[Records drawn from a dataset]

========

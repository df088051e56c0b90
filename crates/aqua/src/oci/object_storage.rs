//! 🪣 Object Storage client: buckets, objects, versions, and the multipart dance.

use std::path::Path;

use reqwest::Method;
use serde::{Deserialize, Serialize};
use serde_json::Value;
use tokio::io::AsyncWriteExt;

use super::transport::{OciTransport, RawResponse, endpoint_url};
use crate::error::{AquaError, AquaResult};

#[derive(Debug, Clone, Deserialize, PartialEq)]
#[serde(rename_all = "camelCase")]
pub struct ObjectSummary {
    pub name: String,
    #[serde(default)]
    pub etag: Option<String>,
    #[serde(default)]
    pub size: Option<u64>,
}

#[derive(Debug, Clone, Deserialize, PartialEq)]
#[serde(rename_all = "camelCase")]
pub struct ObjectVersionSummary {
    pub name: String,
    #[serde(default)]
    pub etag: Option<String>,
    #[serde(default)]
    pub version_id: Option<String>,
    #[serde(default)]
    pub size: Option<u64>,
    #[serde(default)]
    pub is_delete_marker: bool,
}

#[derive(Debug, Clone, Deserialize, PartialEq)]
#[serde(rename_all = "camelCase")]
pub struct Bucket {
    pub name: String,
    #[serde(default)]
    pub namespace: Option<String>,
    /// 🗂️ "Enabled", "Disabled" or "Suspended".
    #[serde(default)]
    pub versioning: Option<String>,
}

impl Bucket {
    pub fn is_versioned(&self) -> bool {
        self.versioning.as_deref() == Some("Enabled")
    }
}

#[derive(Debug, Deserialize)]
#[serde(rename_all = "camelCase")]
struct ListObjectsPage {
    #[serde(default)]
    objects: Vec<ObjectSummary>,
    #[serde(default)]
    next_start_with: Option<String>,
}

#[derive(Debug, Deserialize)]
#[serde(rename_all = "camelCase")]
struct MultipartUpload {
    upload_id: String,
}

/// 🧩 One committed part of a multipart upload.
#[derive(Debug, Clone, Serialize, PartialEq)]
#[serde(rename_all = "camelCase")]
pub struct CommitPart {
    pub part_num: u32,
    pub etag: String,
}

#[derive(Debug, Clone)]
pub struct ObjectStorageClient {
    transport: OciTransport,
    base: String,
}

impl ObjectStorageClient {
    pub const ENDPOINT_TEMPLATE: &'static str = "https://objectstorage.{region}.oraclecloud.com";

    pub fn new(transport: OciTransport, base: impl Into<String>) -> Self {
        Self {
            transport,
            base: base.into(),
        }
    }

    fn url(&self, segments: &[&str]) -> AquaResult<url::Url> {
        endpoint_url(&self.base, segments)
    }

    pub async fn get_namespace(&self) -> AquaResult<String> {
        let url = self.url(&["n", ""])?;
        self.transport.json(self.transport.request(Method::GET, url)).await
    }

    pub async fn get_bucket(&self, namespace: &str, bucket: &str) -> AquaResult<Bucket> {
        let url = self.url(&["n", namespace, "b", bucket])?;
        self.transport.json(self.transport.request(Method::GET, url)).await
    }

    pub async fn list_buckets(&self, namespace: &str, compartment_id: &str) -> AquaResult<Vec<Value>> {
        let url = self.url(&["n", namespace, "b", ""])?;
        self.transport
            .list_all(|page| {
                let mut the_query = vec![("compartmentId", compartment_id)];
                if let Some(p) = page {
                    the_query.push(("page", p));
                }
                self.transport.request(Method::GET, url.clone()).query(&the_query)
            })
            .await
    }

    /// 📄 Every current object under `prefix`. Walks `nextStartWith` until the end.
    pub async fn list_objects(
        &self,
        namespace: &str,
        bucket: &str,
        prefix: Option<&str>,
        fields: &str,
    ) -> AquaResult<Vec<ObjectSummary>> {
        let url = self.url(&["n", namespace, "b", bucket, "o"])?;
        let mut everything = Vec::new();
        let mut the_start: Option<String> = None;
        loop {
            let mut the_query: Vec<(&str, &str)> = vec![("fields", fields)];
            if let Some(prefix) = prefix.filter(|p| !p.is_empty()) {
                the_query.push(("prefix", prefix));
            }
            if let Some(start) = the_start.as_deref() {
                the_query.push(("start", start));
            }
            let page: ListObjectsPage = self
                .transport
                .json(self.transport.request(Method::GET, url.clone()).query(&the_query))
                .await?;
            everything.extend(page.objects);
            match page.next_start_with {
                Some(next) if !next.is_empty() => the_start = Some(next),
                _ => break,
            }
        }
        Ok(everything)
    }

    /// 🗂️ Every object version under `prefix`, across all `opc-next-page` pages.
    pub async fn list_object_versions(
        &self,
        namespace: &str,
        bucket: &str,
        prefix: Option<&str>,
        fields: &str,
    ) -> AquaResult<Vec<ObjectVersionSummary>> {
        let url = self.url(&["n", namespace, "b", bucket, "objectversions"])?;
        self.transport
            .list_all(|page| {
                let mut the_query: Vec<(&str, &str)> = vec![("fields", fields)];
                if let Some(prefix) = prefix.filter(|p| !p.is_empty()) {
                    the_query.push(("prefix", prefix));
                }
                if let Some(p) = page {
                    the_query.push(("page", p));
                }
                self.transport.request(Method::GET, url.clone()).query(&the_query)
            })
            .await
    }

    pub async fn head_object(&self, namespace: &str, bucket: &str, name: &str) -> AquaResult<RawResponse> {
        let url = self.url(&["n", namespace, "b", bucket, "o", name])?;
        self.transport.raw(self.transport.request(Method::HEAD, url)).await
    }

    pub async fn get_object(
        &self,
        namespace: &str,
        bucket: &str,
        name: &str,
        version_id: Option<&str>,
    ) -> AquaResult<Vec<u8>> {
        let url = self.url(&["n", namespace, "b", bucket, "o", name])?;
        let mut builder = self.transport.request(Method::GET, url);
        if let Some(version) = version_id {
            builder = builder.query(&[("versionId", version)]);
        }
        Ok(self.transport.raw(builder).await?.body)
    }

    /// 💾 Stream an object straight to `destination`, chunk by chunk. Returns bytes written.
    pub async fn get_object_to_file(
        &self,
        namespace: &str,
        bucket: &str,
        name: &str,
        version_id: Option<&str>,
        destination: &Path,
    ) -> AquaResult<u64> {
        let url = self.url(&["n", namespace, "b", bucket, "o", name])?;
        let mut builder = self.transport.request(Method::GET, url);
        if let Some(version) = version_id {
            builder = builder.query(&[("versionId", version)]);
        }
        let mut response = self.transport.execute(builder).await?;
        if let Some(parent) = destination.parent() {
            tokio::fs::create_dir_all(parent).await?;
        }
        let mut the_file = tokio::fs::File::create(destination).await?;
        let mut written = 0u64;
        while let Some(chunk) = response.chunk().await? {
            the_file.write_all(&chunk).await?;
            written += chunk.len() as u64;
        }
        the_file.flush().await?;
        Ok(written)
    }

    pub async fn put_object(
        &self,
        namespace: &str,
        bucket: &str,
        name: &str,
        content: Vec<u8>,
    ) -> AquaResult<RawResponse> {
        let url = self.url(&["n", namespace, "b", bucket, "o", name])?;
        self.transport
            .raw(self.transport.request(Method::PUT, url).body(content))
            .await
    }

    pub async fn delete_object(&self, namespace: &str, bucket: &str, name: &str) -> AquaResult<()> {
        let url = self.url(&["n", namespace, "b", bucket, "o", name])?;
        self.transport
            .execute(self.transport.request(Method::DELETE, url))
            .await?;
        Ok(())
    }

    // ===== 🧩 multipart =====

    pub async fn create_multipart_upload(
        &self,
        namespace: &str,
        bucket: &str,
        name: &str,
    ) -> AquaResult<String> {
        let url = self.url(&["n", namespace, "b", bucket, "u"])?;
        let upload: MultipartUpload = self
            .transport
            .json(
                self.transport
                    .request(Method::POST, url)
                    .json(&serde_json::json!({ "object": name })),
            )
            .await?;
        Ok(upload.upload_id)
    }

    /// 🧩 Upload one part; returns the part's etag for the commit list.
    pub async fn upload_part(
        &self,
        namespace: &str,
        bucket: &str,
        name: &str,
        upload_id: &str,
        part_num: u32,
        content: Vec<u8>,
    ) -> AquaResult<String> {
        let url = self.url(&["n", namespace, "b", bucket, "u", name])?;
        let the_part_num = part_num.to_string();
        let response = self
            .transport
            .raw(
                self.transport
                    .request(Method::PUT, url)
                    .query(&[("uploadId", upload_id), ("uploadPartNum", the_part_num.as_str())])
                    .body(content),
            )
            .await?;
        response.header("etag").map(str::to_string).ok_or_else(|| {
            AquaError::MissingField(format!("💀 part {part_num} of `{name}` came back without an etag"))
        })
    }

    pub async fn commit_multipart_upload(
        &self,
        namespace: &str,
        bucket: &str,
        name: &str,
        upload_id: &str,
        parts: &[CommitPart],
    ) -> AquaResult<()> {
        let url = self.url(&["n", namespace, "b", bucket, "u", name])?;
        self.transport
            .execute(
                self.transport
                    .request(Method::POST, url)
                    .query(&[("uploadId", upload_id)])
                    .json(&serde_json::json!({ "partsToCommit": parts })),
            )
            .await?;
        Ok(())
    }

    pub async fn abort_multipart_upload(
        &self,
        namespace: &str,
        bucket: &str,
        name: &str,
        upload_id: &str,
    ) -> AquaResult<()> {
        let url = self.url(&["n", namespace, "b", bucket, "u", name])?;
        self.transport
            .execute(
                self.transport
                    .request(Method::DELETE, url)
                    .query(&[("uploadId", upload_id)]),
            )
            .await?;
        Ok(())
    }
}

#[cfg(test)]
mod tests {
    use super::*;
    use crate::app_config::OciConfig;
    use crate::oci::transport::OPC_NEXT_PAGE;
    use wiremock::matchers::{method, path, query_param};
    use wiremock::{Mock, MockServer, ResponseTemplate};

    fn the_client(server: &MockServer) -> ObjectStorageClient {
        ObjectStorageClient::new(OciTransport::new(&OciConfig::default()).unwrap(), server.uri())
    }

    #[tokio::test]
    async fn the_one_where_list_objects_follows_next_start_with() {
        let server = MockServer::start().await;
        Mock::given(method("GET"))
            .and(path("/n/ns/b/bkt/o"))
            .and(query_param("start", "b.bin"))
            .respond_with(ResponseTemplate::new(200).set_body_json(serde_json::json!({
                "objects": [{"name": "b.bin", "etag": "e2", "size": 2}]
            })))
            .mount(&server)
            .await;
        Mock::given(method("GET"))
            .and(path("/n/ns/b/bkt/o"))
            .respond_with(ResponseTemplate::new(200).set_body_json(serde_json::json!({
                "objects": [{"name": "a.bin", "etag": "e1", "size": 1}],
                "nextStartWith": "b.bin"
            })))
            .up_to_n_times(1)
            .mount(&server)
            .await;

        let objects = the_client(&server)
            .list_objects("ns", "bkt", Some("model/"), "name,etag,size")
            .await
            .unwrap();
        let names: Vec<&str> = objects.iter().map(|o| o.name.as_str()).collect();
        assert_eq!(names, vec!["a.bin", "b.bin"]);
    }

    #[tokio::test]
    async fn the_one_where_object_versions_are_paginated() {
        let server = MockServer::start().await;
        Mock::given(method("GET"))
            .and(path("/n/ns/b/bkt/objectversions"))
            .and(query_param("page", "next"))
            .respond_with(ResponseTemplate::new(200).set_body_json(serde_json::json!({
                "items": [{"name": "b", "versionId": "v2", "size": 5}]
            })))
            .mount(&server)
            .await;
        Mock::given(method("GET"))
            .and(path("/n/ns/b/bkt/objectversions"))
            .respond_with(
                ResponseTemplate::new(200)
                    .insert_header(OPC_NEXT_PAGE, "next")
                    .set_body_json(serde_json::json!({
                        "items": [{"name": "a", "versionId": "v1", "size": 3}]
                    })),
            )
            .up_to_n_times(1)
            .mount(&server)
            .await;

        let versions = the_client(&server)
            .list_object_versions("ns", "bkt", None, "name,size")
            .await
            .unwrap();
        assert_eq!(versions.len(), 2);
        assert_eq!(versions[1].version_id.as_deref(), Some("v2"));
    }

    #[tokio::test]
    async fn the_one_where_a_bucket_admits_it_is_versioned() {
        let server = MockServer::start().await;
        Mock::given(method("GET"))
            .and(path("/n/ns/b/bkt"))
            .respond_with(ResponseTemplate::new(200).set_body_json(serde_json::json!({
                "name": "bkt", "namespace": "ns", "versioning": "Enabled"
            })))
            .mount(&server)
            .await;
        let bucket = the_client(&server).get_bucket("ns", "bkt").await.unwrap();
        assert!(bucket.is_versioned());
    }
}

========

» **DESCRIPTION OF THE TASK**
Gather every line from the entries above where the word "parent" appears, and copy them.

» **PROBLEM SOLUTION**
        if let Some(parent) = destination.parent() {
            tokio::fs::create_dir_all(parent).await?;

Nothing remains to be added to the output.